Your job is to return every line of the listing holding the string "persisted".

++++

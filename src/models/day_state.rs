use serde_json::Value;
use std::fmt;

/// Tri-state mark for a single day of the tracking period.
///
/// `Untracked` is never written to disk; a day in that state simply has no
/// entry in the persisted map.
#[derive(Debug, Clone, Copy, PartialEq, Eq, Hash, Default)]
pub enum DayState {
    #[default]
    Untracked,
    Completed,
    CompletedWithException,
}

impl DayState {
    /// Reads a persisted value. Anything other than `1` or `2` is untracked.
    pub fn from_stored(value: &Value) -> Self {
        match integral(value) {
            Some(1) => DayState::Completed,
            Some(2) => DayState::CompletedWithException,
            _ => DayState::Untracked,
        }
    }

    pub fn code(self) -> u8 {
        match self {
            DayState::Untracked => 0,
            DayState::Completed => 1,
            DayState::CompletedWithException => 2,
        }
    }

    /// 0 -> 1 -> 2 -> 0
    pub fn next(self) -> Self {
        match self {
            DayState::Untracked => DayState::Completed,
            DayState::Completed => DayState::CompletedWithException,
            DayState::CompletedWithException => DayState::Untracked,
        }
    }

    pub fn is_done(self) -> bool {
        !matches!(self, DayState::Untracked)
    }

    /// Single-character mark used by the text renderer.
    pub fn mark(self) -> &'static str {
        match self {
            DayState::Untracked => " ",
            DayState::Completed => "✓",
            DayState::CompletedWithException => "↻",
        }
    }
}

impl fmt::Display for DayState {
    fn fmt(&self, f: &mut fmt::Formatter<'_>) -> fmt::Result {
        let text = match self {
            DayState::Untracked => "untracked",
            DayState::Completed => "completed",
            DayState::CompletedWithException => "completed (makeup)",
        };
        f.write_str(text)
    }
}

/// Integer value of a JSON number, accepting whole floats such as `3.0`.
pub(crate) fn integral(value: &Value) -> Option<i64> {
    if let Some(n) = value.as_i64() {
        return Some(n);
    }
    value
        .as_f64()
        .filter(|f| f.fract() == 0.0 && f.abs() < i64::MAX as f64)
        .map(|f| f as i64)
}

++++

## Reply to the task
/// entry in the persisted map.
    /// Reads a persisted value. Anything other than `1` or `2` is untracked.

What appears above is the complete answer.